### Work item
Return each line of the entries that holds the string "Option".

START Dataset

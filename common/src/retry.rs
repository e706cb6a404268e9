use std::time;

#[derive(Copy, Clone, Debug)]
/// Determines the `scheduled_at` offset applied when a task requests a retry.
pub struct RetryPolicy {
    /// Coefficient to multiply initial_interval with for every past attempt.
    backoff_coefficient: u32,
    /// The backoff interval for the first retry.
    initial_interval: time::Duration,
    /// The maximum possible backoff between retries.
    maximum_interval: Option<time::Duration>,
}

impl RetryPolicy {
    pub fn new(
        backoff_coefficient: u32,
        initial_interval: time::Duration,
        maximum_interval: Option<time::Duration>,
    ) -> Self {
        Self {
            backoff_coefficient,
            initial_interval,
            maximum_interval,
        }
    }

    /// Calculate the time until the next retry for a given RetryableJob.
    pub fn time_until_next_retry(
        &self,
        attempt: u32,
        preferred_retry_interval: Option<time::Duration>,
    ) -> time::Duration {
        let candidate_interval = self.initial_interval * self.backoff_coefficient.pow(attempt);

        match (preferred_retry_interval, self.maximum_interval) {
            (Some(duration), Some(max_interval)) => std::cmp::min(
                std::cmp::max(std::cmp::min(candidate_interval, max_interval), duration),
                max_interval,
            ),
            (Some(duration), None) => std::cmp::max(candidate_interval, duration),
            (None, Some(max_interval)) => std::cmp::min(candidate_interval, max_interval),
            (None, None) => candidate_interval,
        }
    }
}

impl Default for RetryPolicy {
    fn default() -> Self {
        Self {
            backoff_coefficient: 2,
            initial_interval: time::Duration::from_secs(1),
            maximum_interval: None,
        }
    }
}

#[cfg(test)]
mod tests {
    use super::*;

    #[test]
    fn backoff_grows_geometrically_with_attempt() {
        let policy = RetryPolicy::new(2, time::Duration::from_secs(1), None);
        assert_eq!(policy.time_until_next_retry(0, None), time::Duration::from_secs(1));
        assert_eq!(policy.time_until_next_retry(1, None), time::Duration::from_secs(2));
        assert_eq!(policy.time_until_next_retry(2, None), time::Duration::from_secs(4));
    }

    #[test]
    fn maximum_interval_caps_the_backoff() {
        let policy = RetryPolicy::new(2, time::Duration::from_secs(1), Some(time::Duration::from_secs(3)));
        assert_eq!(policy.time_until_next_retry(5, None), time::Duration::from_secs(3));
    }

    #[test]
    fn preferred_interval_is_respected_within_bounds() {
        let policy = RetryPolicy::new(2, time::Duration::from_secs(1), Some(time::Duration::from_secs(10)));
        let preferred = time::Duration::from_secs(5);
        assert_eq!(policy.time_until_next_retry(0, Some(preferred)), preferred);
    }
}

END Dataset

### Completed exercise
    maximum_interval: Option<time::Duration>,
        maximum_interval: Option<time::Duration>,
        preferred_retry_interval: Option<time::Duration>,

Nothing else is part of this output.